Friday 22 August 2014

On the agenda: Human Taphonomy Facility in the UK

This is a short article published in this month's Home Office Forensic Pathology newsletter:

A Human Taphonomy Facility for Europe? (Dr Anna Williams, University of Huddersfield)

Taphonomy is the study of the processes of decomposition and decay of organic and inorganic materials in a variety of environments. The study of human decomposition in different conditions is crucial for the understanding of the factors that influence the rate of decomposition, and vital for the accurate estimation of post-mortem interval, which underpins the successful investigation of crime. The only way to accurately examine these processes is to experiment using human cadavers in specialist outdoor laboratories called “taphonomy facilities”.

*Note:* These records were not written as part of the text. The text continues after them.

#[cfg(test)]
mod tests {
    use super::*;
    use crate::types::AudioFeatures;
    use serde_json::json;

    fn track(id: &str, playlist: &str, category: &str) -> SpotifyTrackRecord {
        SpotifyTrackRecord {
            id: id.into(),
            track: "Song X".into(),
            artists: vec!["Artist Y".into(), "Feat Z".into()],
            category: Some(category.into()),
            playlist_id: format!("{playlist}-id"),
            playlist_name: Some(playlist.into()),
            date_added: Some(format!("2025-09-0{}", playlist.len() % 9)),
            track_url: format!("https://open.spotify.com/track/{id}"),
            duration_ms: Some(199_000)
        }
    }

    #[test]
    fn text_lists_accept_every_exporter_shape() {
        assert_eq!(TextList::One("Artist".into()).items(), vec!["Artist"]);
        assert_eq!(
            TextList::One("{\"A\", B ,\"\"}".into()).items(),
            vec!["A".to_string(), "B".to_string()]
        );
        assert_eq!(
            TextList::Many(vec![Some("A".into()), None, Some(" ".into())]).items(),
            vec!["A".to_string()]
        );
        assert!(TextList::One("  ".into()).items().is_empty());
    }

    #[test]
    fn category_labels_are_mapped_per_source() {
        assert_eq!(spotify_category("Soul"), "R&B & Soul");
        assert_eq!(spotify_category("R&B"), "R&B & Soul");
        assert_eq!(spotify_category("Pop"), "Pop");
        assert_eq!(youtube_category("Hong Kong Music"), "Mandopop");
        assert_eq!(youtube_category("Sad"), "Mood");
        assert_eq!(youtube_category("J-Pop"), "J-Tracks");
        assert_eq!(youtube_category("Jazz"), "Jazz");
    }

    #[test]
    fn spotify_tracks_group_by_id_and_join_features() {
        let mut tracks = SourceRecordSet::new(SourceTag::Spotify);
        tracks.records = vec![
            track("t1", "Hits", "Pop"),
            track("t1", "Chill", "Soul"),
            track("t2", "Hits", "Pop"),
        ];
        let mut features = SourceRecordSet::new(SourceTag::Spotify);
        features.records = vec![SpotifyFeatureRecord {
            id: "t1".into(),
            duration_ms: Some(200_000),
            features: AudioFeatures { tempo: Some(120.0), ..Default::default() }
        }];

        let rows = spotify_rows(&tracks, &features);
        assert_eq!(rows.len(), 2);

        let t1 = &rows[0];
        assert_eq!(t1.native_id, "t1");
        assert_eq!(t1.artist, vec!["Artist Y"]);
        assert_eq!(t1.category.iter().collect::<Vec<_>>(), ["Pop", "R&B & Soul"]);
        assert_eq!(t1.playlist.len(), 2);
        assert_eq!(t1.duration, Some(SourceDuration::Millis(200_000.0)));
        assert_eq!(t1.features.as_ref().and_then(|f| f.tempo), Some(120.0));

        let t2 = &rows[1];
        assert_eq!(t2.duration, Some(SourceDuration::Millis(199_000.0)));
        assert!(t2.features.is_none());
    }

    #[test]
    fn spotify_normalization_ignores_input_order() {
        let mut a = SourceRecordSet::new(SourceTag::Spotify);
        a.records = vec![track("t1", "Hits", "Pop"), track("t1", "Chill", "Soul")];
        let mut b = a.clone();
        b.records.reverse();
        let none = SourceRecordSet::new(SourceTag::Spotify);
        assert_eq!(spotify_rows(&a, &none), spotify_rows(&b, &none));
    }

    #[test]
    fn youtube_rows_drop_malformed_and_negative() {
        let values = vec![
            json!({ "songVideoId": "v1", "songTitleShort": "Song X", "author": "Artist Y",
                    "songDurationSec": 150, "categoryTitle": "{Feel Good,Romance}",
                    "playlistTitle": ["Mix"], "songURL": "https://music.youtube.com/watch?v=v1",
                    "language": "English", "viewCount": 10 }),
            json!({ "songVideoId": "v1", "songTitleShort": "Song X", "author": "Artist Y",
                    "songDurationSec": 151, "categoryTitle": "Sad",
                    "playlistTitle": "Other Mix", "viewCount": 12 }),
            json!({ "songVideoId": "v2", "songTitleShort": "Neg", "songDurationSec": -3 }),
            json!({ "songVideoId": "v3", "author": { "name": "nested" } }),
            json!({ "songTitleShort": "no id" }),
        ];
        let set = parse_youtube_values(values);
        assert_eq!(set.len(), 3);

        let rows = youtube_rows(&set, &YoutubeFilter::standard().unwrap());
        assert_eq!(rows.len(), 1);
        let v1 = &rows[0];
        assert_eq!(v1.native_id, "v1");
        assert_eq!(v1.artist, vec!["Artist Y"]);
        assert_eq!(v1.category.iter().collect::<Vec<_>>(), ["Love", "Mood"]);
        assert_eq!(v1.playlist.iter().collect::<Vec<_>>(), ["Mix", "Other Mix"]);
        assert_eq!(v1.duration, Some(SourceDuration::Seconds(151.0)));
        assert_eq!(v1.view_count, Some(12));
        assert_eq!(v1.language.as_deref(), Some("English"));
    }

    fn video(id: &str, extra: Value) -> Value {
        let mut v = json!({ "songVideoId": id, "songTitleShort": "Song X", "author": "Artist Y" });
        if let (Some(base), Value::Object(more)) = (v.as_object_mut(), extra) {
            base.extend(more);
        }
        v
    }

    #[test]
    fn regional_categories_and_playlists_drop_the_whole_video() {
        let set = parse_youtube_values(vec![
            video("v1", json!({ "categoryTitle": "Pop", "playlistTitle": "Hits" })),
            video("v2", json!({ "categoryTitle": "Pop" })),
            video("v2", json!({ "categoryTitle": "Thai" })),
            video("v3", json!({ "playlistTitle": ["Top 50", "best of BOLLYWOOD"] })),
            video("v4", json!({ "playlistTitle": "Indonesia Hits" })),
        ]);
        let rows = youtube_rows(&set, &YoutubeFilter::standard().unwrap());
        let ids: Vec<_> = rows.iter().map(|r| r.native_id.as_str()).collect();
        assert_eq!(ids, ["v1"]);
    }

    #[test]
    fn emoji_are_stripped_and_dates_lose_their_time() {
        let set = parse_youtube_values(vec![
            video("v1", json!({ "songTitleShort": "Sunny Day \u{1F600}\u{2600}",
                                "playlistTitle": "\u{1F525} Fire Mix",
                                "publishDate": "2024-03-05T12:30:00-08:00" })),
            video("v1", json!({ "publishDate": "2024-04-01" })),
        ]);
        let rows = youtube_rows(&set, &YoutubeFilter::standard().unwrap());
        assert_eq!(rows.len(), 1);
        assert_eq!(rows[0].song.as_deref(), Some("Song X"));
        assert!(rows[0].playlist.contains("Fire Mix"));
        assert_eq!(rows[0].publish_date.as_deref(), Some("2024-03-05"));

        let one = parse_youtube_values(vec![
            video("v2", json!({ "songTitleShort": "\u{1F3B5} Sunny Day \u{2764}" })),
        ]);
        let rows = youtube_rows(&one, &YoutubeFilter::standard().unwrap());
        assert_eq!(rows[0].song.as_deref(), Some("Sunny Day"));
    }

    #[test]
    fn language_is_detected_by_script_then_letter_share() {
        let t = LANGUAGE_THRESHOLD;
        assert_eq!(detect_language(None, t), Language::Unknown);
        assert_eq!(detect_language(Some(""), t), Language::Unknown);
        assert_eq!(detect_language(Some("사랑해 love"), t), Language::Korean);
        assert_eq!(detect_language(Some("こんにちは 世界"), t), Language::Japanese);
        assert_eq!(detect_language(Some("我爱你"), t), Language::Chinese);
        assert_eq!(detect_language(Some("Hello world"), t), Language::English);
        assert_eq!(detect_language(Some("Привет мир"), t), Language::Other);
        assert_eq!(detect_language(Some("12 34 ab"), t), Language::Other);
    }

    #[test]
    fn lyrics_decide_language_before_the_title_and_other_is_dropped() {
        let set = parse_youtube_values(vec![
            video("v1", json!({ "lyrics": "눈이 내리네", "language": "English" })),
            video("v2", json!({ "lyrics": "", "language": "Spanish" })),
            video("v3", json!({ "lyrics": "Привет, как дела сегодня" })),
            video("v4", json!({ "songTitleShort": "Ищу тебя" })),
            video("v5", json!({ "songTitleShort": "\u{1F600}", "language": "Korean" })),
        ]);
        let rows = youtube_rows(&set, &YoutubeFilter::standard().unwrap());
        let langs: Vec<_> = rows.iter()
            .map(|r| (r.native_id.as_str(), r.language.as_deref()))
            .collect();
        assert_eq!(langs, [("v1", Some("Korean")), ("v2", Some("English")), ("v5", Some("Korean"))]);
    }

    #[test]
    fn youtube_authors_keep_credit_order() {
        let set = parse_youtube_values(vec![
            video("v1", json!({ "author": ["Zed", "Amy"] })),
            video("v1", json!({ "author": "{Zed,Amy,Bob}" })),
        ]);
        let rows = youtube_rows(&set, &YoutubeFilter::standard().unwrap());
        assert_eq!(rows[0].artist, vec!["Zed", "Amy", "Bob"]);
    }
}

At present, a Human Taphonomy Facility (HTF) does not exist in the UK or Europe. In the USA, there are six functioning facilities that regularly use donated human cadavers for undertaking forensic research into decomposition in different environments. Permission has recently been granted for the establishment of a HTF in Australia. Taphonomic processes are highly dependent on climatic conditions, flora and fauna, and so these facilities are not in competition, but are working together to provide an overview of decomposition processes in different climates. The scientific publications created by the HTFs in the USA have made significant contributions to forensic science in the last three decades.
The geological and climatic conditions, and animal and insect scavengers in Europe and the UK are very different to those in the US and Australia, and the data generated from these HTFs is not directly relevant or applicable to forensic cases in Europe. There have been attempts to rectify this imbalance in the UK through the use of taphonomy facilities that use porcine cadavers as human analogues, but the data generated is necessarily „one step away‟ from human data and its applicability is still debated. Without a human taphonomy facility in Europe, we are falling behind the USA and Australia in terms of academic and forensic advancements in the understanding of human decomposition. This already has a profound effect on expert witness evidence and testimony in criminal cases (Grinberg, 2011).

In the last five years, there has been one attempt to establish a HTF in the UK, by Omega Supplies Ltd, which failed due to a lack of collaboration between Universities. There is now an opportunity to establish a Human Taphonomy Facility properly. The Facility would only work with the involvement and agreement of organisations such as DEFRA, the Environment Agency, Human Tissue Authority, ACPO, NPIA, CAST, Royal College of Pathologists, Home Office, the Research Councils, HSE, National Research Ethics Service, and the Chartered Society for Forensic Science, among others. This is an ambitious project that requires collaboration and forethought from a range of agencies. It requires careful planning in order to comply with ethics and environmental legislation, and not to offend public sensibilities*.

Members of the Burial Research Consortium are hoping to convene a meeting of key stakeholders in the autumn at the University of Huddersfield to discuss and debate the feasibility of establishing a HTF for Europe in the UK.

Cassella, J. and 10004883 (Student number) (2014) The Feasibility of a United Kingdom Human Taphonomy Facility. Staffordshire University, unpublished Forensic Science Independent Project.

Cross, P. Simmons, T. Cunliffe, R. Chatfield, L. (2010) Establishing a Taphonomic Research Facility in the United Kingdom. Forensic Science Policy & Management, 1(4):187-191.

Grinberg, E. (2011) Flawed forensic evidence explains Casey Anthony acquittal, experts say. CNN. [Accessed 14th May 2014].

Human Taphonomy Facility for Teaching and Research

Turner B., Wiltshire P. (1999) Experimental validation of forensic evidence: a study of the decomposition of buried pigs in a heavy clay soil. Forensic Science International, 101(2):113-22.

*A recent research report has indicated that there is global public support for the principle and methodology of such an endeavour (Cassella and 10004883, 2014).